Cycles
- Comments
-
Glasgow Museums has a collection of 105 cycles. These date from 1800 to the present. This collection contains 88 pedal-driven bicycles, with the remainder comprising tricycles or quadricycles. The collection boasts several significant items of interest, including a wooden Draisienne hobby horse from the 1820s and the world’s earliest surviving pedal-driven bicycle, made by Gavin Dalzell around 1846, inspired by Kirkpatrick MacMillan's original design of 1839. The collection also holds a Jubilee Chopper bike from 1977 and two carbon-fibre bicycles made in 2004 by the world-champion Scottish cyclist Graeme Obree.
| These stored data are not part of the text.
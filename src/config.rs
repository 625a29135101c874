//! Picker configuration loaded from YAML.

use std::path::Path;

use serde::{Deserialize, Serialize};

use crate::{color::Component, error::ConfigError, format::Format, parse::parse_color};

/// Settings for a color picker.
#[derive(Debug, Clone, PartialEq, Serialize, Deserialize)]
pub struct PickerConfig {
    /// Color the picker starts on.
    #[serde(default = "default_seed")]
    pub seed: String,

    /// Format used when a color is shown as text.
    #[serde(default)]
    pub format: Format,

    /// Number of committed colors to remember.
    #[serde(default = "default_history_capacity")]
    pub history_capacity: usize,

    /// Keyboard step sizes.
    #[serde(default)]
    pub steps: KeySteps,
}

fn default_seed() -> String {
    "#000000".to_string()
}

fn default_history_capacity() -> usize {
    10
}

/// How far a single key press moves a picker control.
#[derive(Debug, Clone, Copy, PartialEq, Serialize, Deserialize)]
pub struct KeySteps {
    /// Step for hue, saturation and value.
    #[serde(default = "default_fine")]
    pub fine: Component,

    /// Step for hue, saturation and value with the modifier held.
    #[serde(default = "default_coarse")]
    pub coarse: Component,

    /// Step for alpha.
    #[serde(default = "default_alpha_fine")]
    pub alpha_fine: Component,

    /// Step for alpha with the modifier held.
    #[serde(default = "default_alpha_coarse")]
    pub alpha_coarse: Component,
}

fn default_fine() -> Component {
    1.0
}

fn default_coarse() -> Component {
    10.0
}

fn default_alpha_fine() -> Component {
    0.01
}

fn default_alpha_coarse() -> Component {
    0.1
}

impl Default for KeySteps {
    fn default() -> Self {
        Self {
            fine: default_fine(),
            coarse: default_coarse(),
            alpha_fine: default_alpha_fine(),
            alpha_coarse: default_alpha_coarse(),
        }
    }
}

impl Default for PickerConfig {
    fn default() -> Self {
        Self {
            seed: default_seed(),
            format: Format::default(),
            history_capacity: default_history_capacity(),
            steps: KeySteps::default(),
        }
    }
}

impl PickerConfig {
    /// Parse and validate a configuration from YAML text.
    pub fn from_yaml(text: &str) -> Result<Self, ConfigError> {
        let config: Self = serde_yaml::from_str(text)?;
        config.validate()?;
        Ok(config)
    }

    /// Read, parse and validate a configuration file.
    pub fn load(path: impl AsRef<Path>) -> Result<Self, ConfigError> {
        let path = path.as_ref();
        let text = std::fs::read_to_string(path).map_err(|source| ConfigError::Io {
            path: path.to_path_buf(),
            source,
        })?;
        let config = Self::from_yaml(&text)?;
        tracing::info!(
            path = %path.display(),
            seed = %config.seed,
            format = %config.format,
            "Loaded picker configuration"
        );
        Ok(config)
    }

    /// Like [`PickerConfig::load`], but falls back to the defaults when the
    /// file is missing or invalid.
    pub fn load_or_default(path: impl AsRef<Path>) -> Self {
        match Self::load(path) {
            Ok(config) => config,
            Err(e) => {
                tracing::warn!(%e, "Failed to load picker config, using defaults");
                Self::default()
            }
        }
    }

    /// Check the values serde cannot check on its own.
    pub fn validate(&self) -> Result<(), ConfigError> {
        if parse_color(&self.seed).is_none() {
            return Err(crate::error::ParseColorError::new(&self.seed).into());
        }

        if self.history_capacity == 0 {
            return Err(ConfigError::ZeroHistory);
        }

        for (name, value) in [
            ("fine", self.steps.fine),
            ("coarse", self.steps.coarse),
            ("alpha_fine", self.steps.alpha_fine),
            ("alpha_coarse", self.steps.alpha_coarse),
        ] {
            if !(value.is_finite() && value > 0.0) {
                return Err(ConfigError::InvalidStep {
                    name,
                    value: value as f64,
                });
            }
        }

        Ok(())
    }
}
The Glasgow firms of Howe, Rattray, Argyle and Robertson are also represented by the inclusion of many 19th and 20th century bicycles manufactured in Scotland. The collection also includes four finely made ‘ordinary’ bicycles, also known as penny-farthings, from the 1870s and 1880s, and an early example of the ‘safety’ bicycle also from the 1880s. It further holds a recumbent bicylcle and a tandem, both made in the 1930s, 11 tricycles, including a trishaw from the 1860s, and two four-wheeled machines, or quadricycles. In addition there is a 1930s Pacer and a Brox Bike, described as ‘a van without an engine’. Additional items in the collection include spare parts, tools and an estimated 100 photographs and documents relating to cycling.